Your instructions –
The response must contain every line below in which "equal" appears.

Entries taken from a collection:
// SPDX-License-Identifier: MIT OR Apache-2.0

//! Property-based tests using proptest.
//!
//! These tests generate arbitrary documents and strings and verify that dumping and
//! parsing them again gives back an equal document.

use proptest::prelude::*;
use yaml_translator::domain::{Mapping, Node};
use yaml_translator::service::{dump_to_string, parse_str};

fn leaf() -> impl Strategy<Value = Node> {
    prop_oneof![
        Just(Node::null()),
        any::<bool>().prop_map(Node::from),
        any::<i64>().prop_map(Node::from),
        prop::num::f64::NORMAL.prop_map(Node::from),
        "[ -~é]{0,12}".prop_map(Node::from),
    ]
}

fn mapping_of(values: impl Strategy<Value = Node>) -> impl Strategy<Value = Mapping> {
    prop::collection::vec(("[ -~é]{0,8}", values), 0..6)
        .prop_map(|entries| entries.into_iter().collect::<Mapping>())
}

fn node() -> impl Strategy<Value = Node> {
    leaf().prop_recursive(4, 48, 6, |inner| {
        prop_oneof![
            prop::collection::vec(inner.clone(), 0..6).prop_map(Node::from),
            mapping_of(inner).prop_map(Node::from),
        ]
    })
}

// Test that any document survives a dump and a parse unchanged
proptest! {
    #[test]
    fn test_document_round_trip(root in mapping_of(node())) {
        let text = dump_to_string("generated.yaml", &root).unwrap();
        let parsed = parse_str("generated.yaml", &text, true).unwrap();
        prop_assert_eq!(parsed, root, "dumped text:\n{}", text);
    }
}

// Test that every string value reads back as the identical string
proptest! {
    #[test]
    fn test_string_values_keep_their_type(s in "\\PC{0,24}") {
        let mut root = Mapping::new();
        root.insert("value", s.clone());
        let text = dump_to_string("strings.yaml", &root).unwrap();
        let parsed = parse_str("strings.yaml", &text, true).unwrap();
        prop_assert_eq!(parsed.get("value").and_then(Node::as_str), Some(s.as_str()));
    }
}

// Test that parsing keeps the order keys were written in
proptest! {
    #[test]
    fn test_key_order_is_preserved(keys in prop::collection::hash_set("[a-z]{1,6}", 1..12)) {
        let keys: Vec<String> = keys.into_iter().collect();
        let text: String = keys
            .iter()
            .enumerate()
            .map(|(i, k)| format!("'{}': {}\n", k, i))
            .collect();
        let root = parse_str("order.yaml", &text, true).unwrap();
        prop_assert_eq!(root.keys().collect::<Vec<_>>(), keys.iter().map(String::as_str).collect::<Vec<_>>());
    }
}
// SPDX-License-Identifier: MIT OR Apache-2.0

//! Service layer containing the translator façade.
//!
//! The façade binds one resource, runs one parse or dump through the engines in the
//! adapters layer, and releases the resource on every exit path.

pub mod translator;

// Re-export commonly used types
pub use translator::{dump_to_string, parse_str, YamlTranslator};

--

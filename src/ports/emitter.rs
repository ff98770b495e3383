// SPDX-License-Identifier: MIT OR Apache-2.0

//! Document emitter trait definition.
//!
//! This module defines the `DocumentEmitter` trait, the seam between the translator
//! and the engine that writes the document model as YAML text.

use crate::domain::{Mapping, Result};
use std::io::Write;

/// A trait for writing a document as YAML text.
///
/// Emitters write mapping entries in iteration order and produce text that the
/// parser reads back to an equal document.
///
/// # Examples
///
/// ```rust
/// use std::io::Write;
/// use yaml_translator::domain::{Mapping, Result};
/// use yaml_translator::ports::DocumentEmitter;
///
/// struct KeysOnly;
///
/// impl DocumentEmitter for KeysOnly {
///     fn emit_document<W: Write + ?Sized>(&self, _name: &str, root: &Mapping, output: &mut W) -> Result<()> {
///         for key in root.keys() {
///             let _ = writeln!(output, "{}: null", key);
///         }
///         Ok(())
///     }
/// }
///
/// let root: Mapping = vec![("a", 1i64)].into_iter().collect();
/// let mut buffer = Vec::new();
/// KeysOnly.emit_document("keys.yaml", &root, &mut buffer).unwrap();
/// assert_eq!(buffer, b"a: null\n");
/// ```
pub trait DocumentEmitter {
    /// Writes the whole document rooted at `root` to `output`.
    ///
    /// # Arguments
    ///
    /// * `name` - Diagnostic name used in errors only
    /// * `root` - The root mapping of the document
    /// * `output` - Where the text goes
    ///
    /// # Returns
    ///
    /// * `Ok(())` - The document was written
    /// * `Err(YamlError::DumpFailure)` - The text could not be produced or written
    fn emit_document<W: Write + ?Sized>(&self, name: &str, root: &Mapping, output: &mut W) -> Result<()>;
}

Response –
//! parsing them again gives back an equal document.
/// parser reads back to an equal document.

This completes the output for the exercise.